▶ [What to do]:
For the entries below, print exactly the lines between the line holding "let mut points: Vec<TrackPoint> = short" and the line holding "p.timestamp <= to)", inclusive, and nothing else.

[[ Exercise data, beginning ]]

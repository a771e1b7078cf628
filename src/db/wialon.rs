//! Wialon login and position repository.

use chrono::{DateTime, NaiveDate, NaiveTime, Utc};
use sea_orm::sea_query::OnConflict;
use sea_orm::*;

use crate::analytics::TrackPoint;
use crate::entities::{extended_position, login, prelude::*, short_position};
use crate::models::{ExtendedPosition as ExtendedRecord, LoginRecord, ShortPosition as ShortRecord};

/// Insert a login. An IMEI that is already known is left untouched.
pub async fn insert_login(db: &DatabaseConnection, record: &LoginRecord) -> Result<(), DbErr> {
    let model = login::ActiveModel {
        imei: Set(record.imei.clone()),
        protocol_version: Set(record.protocol_version.clone()),
        password: Set(record.password.clone()),
        crc16: Set(i32::from(record.checksum)),
        ..Default::default()
    };

    Login::insert(model)
        .on_conflict(OnConflict::column(login::Column::Imei).do_nothing().to_owned())
        .exec_without_returning(db)
        .await?;
    Ok(())
}

fn short_model(record: &ShortRecord) -> short_position::ActiveModel {
    short_position::ActiveModel {
        imei: Set(record.imei.clone()),
        date: Set(record.date),
        time: Set(record.time),
        lat_deg: Set(record.latitude),
        lat_sign: Set(record.latitude_hemisphere.clone()),
        long_deg: Set(record.longitude),
        long_sign: Set(record.longitude_hemisphere.clone()),
        speed: Set(record.speed),
        course: Set(record.course),
        alt: Set(record.altitude),
        sats: Set(record.satellites),
        crc16: Set(i32::from(record.checksum)),
        ..Default::default()
    }
}

pub async fn insert_short(db: &DatabaseConnection, record: &ShortRecord) -> Result<(), DbErr> {
    ShortPosition::insert(short_model(record))
        .exec_without_returning(db)
        .await?;
    Ok(())
}

pub async fn insert_extended(db: &DatabaseConnection, record: &ExtendedRecord) -> Result<(), DbErr> {
    let p = &record.position;
    let model = extended_position::ActiveModel {
        imei: Set(p.imei.clone()),
        date: Set(p.date),
        time: Set(p.time),
        lat_deg: Set(p.latitude),
        lat_sign: Set(p.latitude_hemisphere.clone()),
        long_deg: Set(p.longitude),
        long_sign: Set(p.longitude_hemisphere.clone()),
        speed: Set(p.speed),
        course: Set(p.course),
        alt: Set(p.altitude),
        sats: Set(p.satellites),
        crc16: Set(i32::from(p.checksum)),
        hdop: Set(record.hdop),
        inputs: Set(record.inputs),
        outputs: Set(record.outputs),
        adc: Set(record.adc.clone()),
        ibutton: Set(record.ibutton.clone()),
        params: Set(record.params.clone()),
        ..Default::default()
    };

    ExtendedPosition::insert(model).exec_without_returning(db).await?;
    Ok(())
}

fn track_point(date: NaiveDate, time: NaiveTime, latitude: f64, longitude: f64, speed: Option<i32>) -> TrackPoint {
    TrackPoint {
        timestamp: date.and_time(time).and_utc(),
        latitude,
        longitude,
        speed: speed.map(f64::from),
    }
}

/// Short and extended positions of one device within `[from, to]`, oldest first.
///
/// Rows are narrowed by date in SQL and by exact timestamp here, since date
/// and time live in separate columns.
pub async fn get_track(
    db: &DatabaseConnection,
    imei: &str,
    from: DateTime<Utc>,
    to: DateTime<Utc>,
) -> Result<Vec<TrackPoint>, DbErr> {
    let (start, end) = (from.date_naive(), to.date_naive());

    let short = ShortPosition::find()
        .filter(short_position::Column::Imei.eq(imei))
        .filter(short_position::Column::Date.between(start, end))
        .all(db)
        .await?;
    let extended = ExtendedPosition::find()
        .filter(extended_position::Column::Imei.eq(imei))
        .filter(extended_position::Column::Date.between(start, end))
        .all(db)
        .await?;

    let mut points: Vec<TrackPoint> = short
        .into_iter()
        .map(|m| track_point(m.date, m.time, m.lat_deg, m.long_deg, m.speed))
        .chain(
            extended
                .into_iter()
                .map(|m| track_point(m.date, m.time, m.lat_deg, m.long_deg, m.speed)),
        )
        .filter(|p| p.timestamp >= from && p.timestamp <= to)
        .collect();
    points.sort_by_key(|p| p.timestamp);

    Ok(points)
}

[[ Exercise data, end ]]

▶ [Response for this exercise]:
    let mut points: Vec<TrackPoint> = short
        .into_iter()
        .map(|m| track_point(m.date, m.time, m.lat_deg, m.long_deg, m.speed))
        .chain(
            extended
                .into_iter()
                .map(|m| track_point(m.date, m.time, m.lat_deg, m.long_deg, m.speed)),
        )
        .filter(|p| p.timestamp >= from && p.timestamp <= to)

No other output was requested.